Citrus fruits are high in naringin, which has a beneficial effect on cardiovascular diseases. However, the matrix metalloproteinase‐9 (MMP‐9) regulation involved in cell migration and invasion remains to be identified. Naringin inhibited tumor necrosis factor‐α (TNF‐α)‐induced expression of MMP‐9, under 10–25 μM concentration conditions in vascular smooth muscle cells (VSMC). The TNF‐α‐induced invasion and migration of VSMC were inhibited by naringin. Furthermore, naringin suppressed TNF‐α‐mediated release of interleukin‐6 and ‐8 (IL‐6 and IL‐8). However, naringin (10–25 μM) treatment of VSMC in the presence of TNF‐α did not affect cell growth and apoptosis. In additional experiments, naringin reduced the transcriptional activity of activator protein‐1 and nuclear factor kappaB (NF‐κB), which are two important nuclear transcription factors that are involved in MMP‐9 expression. Also, naringin treatment blocked PI3K/AKT/mTOR/p70S6K pathway in TNF‐α‐induced VSMC. Treatment of aglycone naringenin (10–25 μM) had same effect on the levels of MMP‐9 expression, invasion, migration, and AKT phosphorylation in TNF‐α‐induced VSMC, compared with naringin treatment.
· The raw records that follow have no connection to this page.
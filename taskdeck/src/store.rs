//! The task collection: sole owner of the in-memory task list.
//!
//! [`TaskCollection`] mediates between user intent, local state, and a
//! remote [`RemoteStore`]. Create, update, and delete never touch local
//! state directly; the backend's echoed [`ChangeEvent`] is the single
//! update path for them, which avoids any local/remote id reconciliation.
//! Reorder is the one optimistic operation: the new sequence is applied
//! locally before the per-task order writes go out, because drag
//! responsiveness matters more than write confirmation there. A failed
//! reorder is therefore reported but not rolled back in-session; a
//! reload restores the server-confirmed order.

use std::sync::Arc;

use futures_util::future;

use taskdeck_core::remote::{
    ChangeAction, ChangeEvent, RemoteError, RemoteStore, SortHint, Subscription,
};
use taskdeck_core::task::{CreateTaskData, Task, TaskId, TaskPatch};

use crate::notify::Notifier;

/// Lifecycle of the collection.
///
/// `Uninitialized -> Loading -> Ready`, driven by [`TaskCollection::load`].
/// A failed load drops back to `Uninitialized` (manual reload only);
/// after the first successful load the collection never re-enters
/// `Loading` — all refresh is event-driven.
#[derive(Debug, Clone, Copy, PartialEq, Eq, Default)]
pub enum LoadState {
    /// No load attempted yet (or the last attempt failed).
    #[default]
    Uninitialized,
    /// A load is in flight; the list is empty.
    Loading,
    /// Loaded and subscribed; mutations are valid.
    Ready,
}

/// The authoritative in-memory task list and its synchronization logic.
///
/// Owned by a single cooperative consumer (UI-thread style): all
/// mutations, including applied push events, are serialized through the
/// owner's event loop. Every other component reads the list through
/// [`tasks`](Self::tasks) only.
pub struct TaskCollection<R: RemoteStore> {
    remote: Arc<R>,
    notifier: Notifier,
    tasks: Vec<Task>,
    state: LoadState,
    subscription: Option<Subscription>,
}

impl<R: RemoteStore> TaskCollection<R> {
    /// Creates an empty, unloaded collection over the given backend.
    ///
    /// The notifier is injected here so operation outcomes surface
    /// without any ambient lookup.
    #[must_use]
    pub fn new(remote: Arc<R>, notifier: Notifier) -> Self {
        Self {
            remote,
            notifier,
            tasks: Vec::new(),
            state: LoadState::default(),
            subscription: None,
        }
    }

    /// The current task list, in reconciliation order.
    #[must_use]
    pub fn tasks(&self) -> &[Task] {
        &self.tasks
    }

    /// Current lifecycle state.
    #[must_use]
    pub const fn state(&self) -> LoadState {
        self.state
    }

    /// True once the initial load succeeded; mutations are only valid
    /// then (callers defer or reject them otherwise).
    #[must_use]
    pub fn is_ready(&self) -> bool {
        self.state == LoadState::Ready
    }

    /// Fetches the full task set in baseline manual order (`order`,
    /// `created`) and opens the change subscription.
    ///
    /// On failure the list stays empty, an error notice is emitted, and
    /// the state drops back to [`LoadState::Uninitialized`] so the user
    /// can retry; there is no automatic retry. Once `Ready`, further
    /// calls are no-ops: refresh is purely event-driven.
    pub async fn load(&mut self) {
        match self.state {
            LoadState::Uninitialized => {}
            LoadState::Loading | LoadState::Ready => {
                tracing::debug!(state = ?self.state, "load skipped");
                return;
            }
        }
        self.state = LoadState::Loading;
        match self.remote.list_all(SortHint::manual()).await {
            Ok(tasks) => {
                self.tasks = tasks;
                self.subscription = Some(self.remote.subscribe_all());
                self.state = LoadState::Ready;
                tracing::debug!(count = self.tasks.len(), "task collection loaded");
            }
            Err(err) => {
                tracing::warn!(%err, "failed to load tasks");
                self.tasks.clear();
                self.state = LoadState::Uninitialized;
                self.notifier.error(
                    "Failed to load tasks",
                    "Please check your connection and try again.",
                );
            }
        }
    }

    /// Sends a new task to the backend.
    ///
    /// The task is NOT inserted locally; the backend's create echo
    /// appends it via [`apply_change`](Self::apply_change), so the local
    /// list only ever holds records with server-assigned ids.
    ///
    /// # Errors
    ///
    /// Re-raises the remote error after emitting the failure notice, so
    /// UI flows (an open form, say) can keep their own state.
    pub async fn create(&self, data: CreateTaskData) -> Result<(), RemoteError> {
        let title = data.title.clone();
        match self.remote.create(data).await {
            Ok(_) => {
                self.notifier.success(
                    "Task created!",
                    format!("\"{title}\" has been added to your list."),
                );
                Ok(())
            }
            Err(err) => {
                tracing::warn!(%err, "failed to create task");
                self.notifier.error("Failed to create task", "Please try again.");
                Err(err)
            }
        }
    }

    /// Sends a partial update to the backend.
    ///
    /// Local state changes only on the update echo. A patch that toggles
    /// `completed` gets completion-aware wording; everything else gets
    /// the generic confirmation.
    ///
    /// # Errors
    ///
    /// Re-raises the remote error after emitting the failure notice.
    pub async fn update(&self, id: &TaskId, patch: TaskPatch) -> Result<(), RemoteError> {
        let toggled = patch.completed;
        match self.remote.update(id, patch).await {
            Ok(_) => {
                match toggled {
                    Some(true) => self
                        .notifier
                        .success("Task completed!", "Great job! Keep up the momentum."),
                    Some(false) => self
                        .notifier
                        .success("Task reopened", "Task marked as active again."),
                    None => self
                        .notifier
                        .success("Task updated!", "Your changes have been saved."),
                }
                Ok(())
            }
            Err(err) => {
                tracing::warn!(%id, %err, "failed to update task");
                self.notifier.error("Failed to update task", "Please try again.");
                Err(err)
            }
        }
    }

    /// Sends a deletion to the backend; local removal happens on the
    /// delete echo.
    ///
    /// # Errors
    ///
    /// Re-raises the remote error after emitting the failure notice.
    pub async fn delete(&self, id: &TaskId) -> Result<(), RemoteError> {
        match self.remote.delete(id).await {
            Ok(()) => {
                self.notifier.success(
                    "Task deleted",
                    "The task has been removed from your list.",
                );
                Ok(())
            }
            Err(err) => {
                tracing::warn!(%id, %err, "failed to delete task");
                self.notifier.error("Failed to delete task", "Please try again.");
                Err(err)
            }
        }
    }

    /// Replaces the local list with the caller-supplied sequence
    /// immediately, then persists one `order = index` write per task,
    /// all concurrently.
    ///
    /// The optimistic replacement is final for this session even if
    /// writes fail: a single notice tells the user the order will be
    /// restored on refresh, and nothing is rolled back. Only meaningful
    /// while manual sort is active.
    pub async fn reorder(&mut self, sequence: Vec<Task>) {
        self.tasks = sequence;

        let writes = self.tasks.iter().enumerate().map(|(index, task)| {
            let remote = Arc::clone(&self.remote);
            let id = task.id.clone();
            async move {
                let index = i64::try_from(index).unwrap_or(i64::MAX);
                remote.update(&id, TaskPatch::order(index)).await
            }
        });
        let results = future::join_all(writes).await;

        if let Some(err) = results.iter().find_map(|r| r.as_ref().err()) {
            tracing::warn!(%err, "failed to persist task order");
            self.notifier.error(
                "Failed to save task order",
                "The order will be restored on refresh.",
            );
        }
    }

    /// Applies one remote push event to the local list. Idempotent:
    /// re-applying an event (or applying one for an id that is already
    /// gone) is a safe no-op.
    ///
    /// Create appends iff the id is not present; update replaces the
    /// matching task in place, preserving its position; delete removes
    /// the matching task.
    pub fn apply_change(&mut self, event: ChangeEvent) {
        match event.action {
            ChangeAction::Create => {
                if !self.tasks.iter().any(|t| t.id == event.record.id) {
                    self.tasks.push(event.record);
                }
            }
            ChangeAction::Update => {
                if let Some(slot) = self.tasks.iter_mut().find(|t| t.id == event.record.id) {
                    *slot = event.record;
                }
            }
            ChangeAction::Delete => {
                self.tasks.retain(|t| t.id != event.record.id);
            }
        }
    }

    /// Awaits the next push event from the held subscription.
    ///
    /// Returns `None` if not subscribed (never loaded, or closed) or
    /// once the backend side is gone. The caller's event loop feeds the
    /// result to [`apply_change`](Self::apply_change).
    pub async fn next_change(&mut self) -> Option<ChangeEvent> {
        match self.subscription.as_mut() {
            Some(subscription) => subscription.next().await,
            None => None,
        }
    }

    /// Releases the change subscription. After this, no event can reach
    /// the collection; dropping the collection has the same effect.
    pub fn close(&mut self) {
        self.subscription = None;
    }
}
These results suggest that naringin represses PI3K/AKT/mTOR/p70S6K pathway, invasion and migration, and subsequently suppresses MMP‐9 expression through the transcription factors NF‐κB and activator protein‐1 in TNF‐α‐induced VSMC. These novel findings provide a theoretical basis for the preventive use of naringin for atherosclerosis disease.